Looking only at the lines below that contain "next", give the number of them and no other text.

DATA SECTION:
Start of Block
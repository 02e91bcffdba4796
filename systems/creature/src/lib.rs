#![deny(
    unsafe_code,
    missing_docs,
    dead_code,
    unused_results,
    non_snake_case,
    unreachable_pub
)]

//! Deterministic creature system that decides between wandering and pursuit.

use std::collections::VecDeque;

use maze_escape_core::{CellCoord, Command, CreatureMode, Direction, Event, Level};
use maze_escape_world::{navigation, Grid};
use rand::{seq::SliceRandom, SeedableRng};
use rand_chacha::ChaCha8Rng;

/// Configuration parameters required to construct the creature system.
#[derive(Clone, Copy, Debug)]
pub struct Config {
    rng_seed: u64,
}

impl Config {
    /// Creates a new configuration using the provided seed.
    #[must_use]
    pub const fn new(rng_seed: u64) -> Self {
        Self { rng_seed }
    }
}

/// Pure system that reacts to world events and emits creature step commands.
///
/// Decisions happen on a per-level cadence: every `move_interval` ticks the
/// creature measures the straight-line distance to the player and either
/// pursues along a cached shortest path or takes one random walkable step.
#[derive(Debug)]
pub struct Creature {
    level: Level,
    mode: CreatureMode,
    move_interval: u32,
    move_timer: u32,
    path: VecDeque<CellCoord>,
    rng: ChaCha8Rng,
}

impl Creature {
    /// Creates a new creature system using the supplied configuration.
    #[must_use]
    pub fn new(config: Config) -> Self {
        Self {
            level: Level::first(),
            mode: CreatureMode::Wandering,
            move_interval: Level::first().creature_move_interval(),
            move_timer: 0,
            path: VecDeque::new(),
            rng: ChaCha8Rng::seed_from_u64(config.rng_seed),
        }
    }

    /// Consumes events and immutable views to emit at most one step command.
    pub fn handle(
        &mut self,
        events: &[Event],
        grid: &Grid,
        player_cell: CellCoord,
        creature_cell: CellCoord,
        out: &mut Vec<Command>,
    ) {
        for event in events {
            if let Event::LevelStarted { level, .. } = event {
                self.level = *level;
                self.mode = CreatureMode::Wandering;
                self.move_interval = level.creature_move_interval();
                self.move_timer = 0;
                self.path.clear();
            }
        }

        let elapsed = events
            .iter()
            .filter(|event| matches!(event, Event::TimeAdvanced { .. }))
            .count();
        if elapsed == 0 {
            return;
        }

        self.move_timer = self.move_timer.saturating_add(elapsed as u32);
        if self.move_timer < self.move_interval {
            return;
        }
        self.move_timer = 0;

        let distance = creature_cell.euclidean_distance(player_cell);
        if distance < self.level.proximity_threshold() {
            self.pursue(grid, player_cell, creature_cell, out);
        } else {
            self.wander(grid, creature_cell, out);
        }
    }

    fn pursue(
        &mut self,
        grid: &Grid,
        player_cell: CellCoord,
        creature_cell: CellCoord,
        out: &mut Vec<Command>,
    ) {
        if self.mode != CreatureMode::Pursuing {
            self.mode = CreatureMode::Pursuing;
            self.path.clear();
        }

        // A cached hop that is no longer adjacent means the plan went stale,
        // usually because a step was rejected or the level changed under us.
        if let Some(&next) = self.path.front() {
            if Direction::between(creature_cell, next).is_none() {
                self.path.clear();
            }
        }

        if self.path.is_empty() {
            self.path = navigation::shortest_path(grid, creature_cell, player_cell).into();
        }

        let Some(next) = self.path.pop_front() else {
            // On top of the player or cut off entirely; hold position.
            return;
        };
        let Some(direction) = Direction::between(creature_cell, next) else {
            self.path.clear();
            return;
        };
        out.push(Command::StepCreature { direction });
    }

    fn wander(&mut self, grid: &Grid, creature_cell: CellCoord, out: &mut Vec<Command>) {
        self.mode = CreatureMode::Wandering;
        self.path.clear();

        let open: Vec<Direction> = Direction::ALL
            .into_iter()
            .filter(|&direction| {
                creature_cell
                    .step(direction)
                    .map_or(false, |cell| grid.is_walkable(cell))
            })
            .collect();
        if let Some(&direction) = open.choose(&mut self.rng) {
            out.push(Command::StepCreature { direction });
        }
    }

    /// Behavior mode chosen at the most recent decision tick.
    #[must_use]
    pub const fn mode(&self) -> CreatureMode {
        self.mode
    }
}

#[cfg(test)]
mod tests {
    use super::*;
    use maze_escape_core::{CellKind, LevelGeneration};
    use std::time::Duration;

    const FRAME: Duration = Duration::from_micros(16_667);

    fn open_room(columns: u32, rows: u32) -> Grid {
        let mut grid = Grid::new(columns, rows);
        for row in 1..rows - 1 {
            for column in 1..columns - 1 {
                grid.set_kind(CellCoord::new(column, row), CellKind::Path)
                    .expect("cell is in bounds");
            }
        }
        grid
    }

    fn level_started(level: Level) -> Event {
        Event::LevelStarted {
            level,
            generation: LevelGeneration::initial(),
            columns: level.grid_columns(),
            rows: level.grid_rows(),
        }
    }

    fn ticks(count: u32) -> Vec<Event> {
        (0..count).map(|_| Event::TimeAdvanced { dt: FRAME }).collect()
    }

    fn pump_until_decision(
        creature: &mut Creature,
        grid: &Grid,
        player: CellCoord,
        cell: CellCoord,
    ) -> Vec<Command> {
        let mut out = Vec::new();
        let events = ticks(Level::first().creature_move_interval());
        creature.handle(&events, grid, player, cell, &mut out);
        out
    }

    #[test]
    fn no_decision_before_the_interval_elapses() {
        let grid = open_room(31, 11);
        let mut creature = Creature::new(Config::new(9));
        let mut out = Vec::new();
        creature.handle(&[level_started(Level::first())], &grid, CellCoord::new(5, 5), CellCoord::new(1, 1), &mut out);

        let events = ticks(Level::first().creature_move_interval() - 1);
        creature.handle(&events, &grid, CellCoord::new(5, 5), CellCoord::new(1, 1), &mut out);
        assert!(out.is_empty());

        creature.handle(&ticks(1), &grid, CellCoord::new(5, 5), CellCoord::new(1, 1), &mut out);
        assert_eq!(out.len(), 1);
    }

    #[test]
    fn nearby_player_triggers_pursuit_along_the_shortest_path() {
        let grid = open_room(31, 11);
        let mut creature = Creature::new(Config::new(1));
        let mut out = Vec::new();
        creature.handle(&[level_started(Level::first())], &grid, CellCoord::new(5, 1), CellCoord::new(1, 1), &mut out);

        let out = pump_until_decision(&mut creature, &grid, CellCoord::new(5, 1), CellCoord::new(1, 1));
        assert_eq!(
            out,
            vec![Command::StepCreature {
                direction: Direction::East
            }]
        );
        assert_eq!(creature.mode(), CreatureMode::Pursuing);
    }

    #[test]
    fn distant_player_leaves_the_creature_wandering() {
        let grid = open_room(31, 11);
        let mut creature = Creature::new(Config::new(2));
        let mut out = Vec::new();
        creature.handle(&[level_started(Level::first())], &grid, CellCoord::new(25, 1), CellCoord::new(1, 1), &mut out);

        let out = pump_until_decision(&mut creature, &grid, CellCoord::new(25, 1), CellCoord::new(1, 1));
        assert_eq!(out.len(), 1);
        let Command::StepCreature { direction } = &out[0] else {
            panic!("wandering emits a step command");
        };
        // From the corner only east and south are open.
        assert!(matches!(direction, Direction::East | Direction::South));
        assert_eq!(creature.mode(), CreatureMode::Wandering);
    }

    #[test]
    fn threshold_widens_with_the_level() {
        let grid = open_room(31, 11);
        // Distance 8 is outside level 1's threshold (7) but inside level 3's (9).
        let player = CellCoord::new(9, 1);
        let cell = CellCoord::new(1, 1);

        let mut creature = Creature::new(Config::new(3));
        let mut out = Vec::new();
        creature.handle(&[level_started(Level::first())], &grid, player, cell, &mut out);
        creature.handle(
            &ticks(Level::first().creature_move_interval()),
            &grid,
            player,
            cell,
            &mut out,
        );
        assert_eq!(creature.mode(), CreatureMode::Wandering);

        let mut creature = Creature::new(Config::new(3));
        let mut out = Vec::new();
        creature.handle(&[level_started(Level::new(3))], &grid, player, cell, &mut out);
        creature.handle(
            &ticks(Level::new(3).creature_move_interval()),
            &grid,
            player,
            cell,
            &mut out,
        );
        assert_eq!(creature.mode(), CreatureMode::Pursuing);
    }

    #[test]
    fn mode_matches_the_proximity_threshold_across_levels() {
        for level_number in [1u32, 2, 10] {
            let level = Level::new(level_number);
            let threshold = level.proximity_threshold() as u32;
            let grid = open_room(threshold * 2 + 5, 5);
            let cell = CellCoord::new(1, 1);

            for (offset, expected) in [
                (threshold - 1, CreatureMode::Pursuing),
                (threshold + 1, CreatureMode::Wandering),
            ] {
                let player = CellCoord::new(1 + offset, 1);
                let mut creature = Creature::new(Config::new(6));
                let mut out = Vec::new();
                creature.handle(&[level_started(level)], &grid, player, cell, &mut out);
                creature.handle(
                    &ticks(level.creature_move_interval()),
                    &grid,
                    player,
                    cell,
                    &mut out,
                );
                assert_eq!(
                    creature.mode(),
                    expected,
                    "level {level_number}, player {offset} cells away"
                );
            }
        }
    }

    #[test]
    fn a_player_closing_in_flips_wandering_into_pursuit() {
        let grid = open_room(31, 11);
        let cell = CellCoord::new(1, 1);
        let mut creature = Creature::new(Config::new(8));
        let mut out = Vec::new();
        creature.handle(&[level_started(Level::first())], &grid, CellCoord::new(25, 1), cell, &mut out);

        creature.handle(
            &ticks(Level::first().creature_move_interval()),
            &grid,
            CellCoord::new(25, 1),
            cell,
            &mut out,
        );
        assert_eq!(creature.mode(), CreatureMode::Wandering);

        // The player steps inside the threshold before the next decision.
        creature.handle(
            &ticks(Level::first().creature_move_interval()),
            &grid,
            CellCoord::new(4, 1),
            cell,
            &mut out,
        );
        assert_eq!(creature.mode(), CreatureMode::Pursuing);
    }

    #[test]
    fn pursuit_path_survives_between_decisions() {
        // A corridor: the creature should walk it hop by hop without stalling.
        let grid = open_room(9, 3);
        let mut creature = Creature::new(Config::new(7));
        let mut out = Vec::new();
        creature.handle(&[level_started(Level::first())], &grid, CellCoord::new(7, 1), CellCoord::new(1, 1), &mut out);

        let mut cell = CellCoord::new(1, 1);
        for _ in 0..6 {
            let out = pump_until_decision(&mut creature, &grid, CellCoord::new(7, 1), cell);
            let [Command::StepCreature { direction }] = out.as_slice() else {
                panic!("pursuit emits one step per decision");
            };
            cell = cell.step(*direction).expect("step stays in bounds");
        }
        assert_eq!(cell, CellCoord::new(7, 1));
    }

    #[test]
    fn level_start_resets_the_cached_path_and_timer() {
        let grid = open_room(9, 3);
        let mut creature = Creature::new(Config::new(4));
        let mut out = Vec::new();
        creature.handle(&[level_started(Level::first())], &grid, CellCoord::new(7, 1), CellCoord::new(1, 1), &mut out);
        let _ = pump_until_decision(&mut creature, &grid, CellCoord::new(7, 1), CellCoord::new(1, 1));
        assert_eq!(creature.mode(), CreatureMode::Pursuing);

        let mut out = Vec::new();
        creature.handle(&[level_started(Level::new(2))], &grid, CellCoord::new(7, 1), CellCoord::new(1, 1), &mut out);
        assert_eq!(creature.mode(), CreatureMode::Wandering);
        assert!(out.is_empty());

        // Fewer ticks than the new interval: the reset timer must not fire.
        creature.handle(
            &ticks(Level::new(2).creature_move_interval() - 1),
            &grid,
            CellCoord::new(7, 1),
            CellCoord::new(1, 1),
            &mut out,
        );
        assert!(out.is_empty());
    }

    #[test]
    fn creature_holds_when_standing_on_the_player() {
        let grid = open_room(9, 3);
        let mut creature = Creature::new(Config::new(5));
        let mut out = Vec::new();
        creature.handle(&[level_started(Level::first())], &grid, CellCoord::new(3, 1), CellCoord::new(3, 1), &mut out);
        let out = pump_until_decision(&mut creature, &grid, CellCoord::new(3, 1), CellCoord::new(3, 1));
        assert!(out.is_empty());
    }
}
End of Block
FINAL ANSWER: 5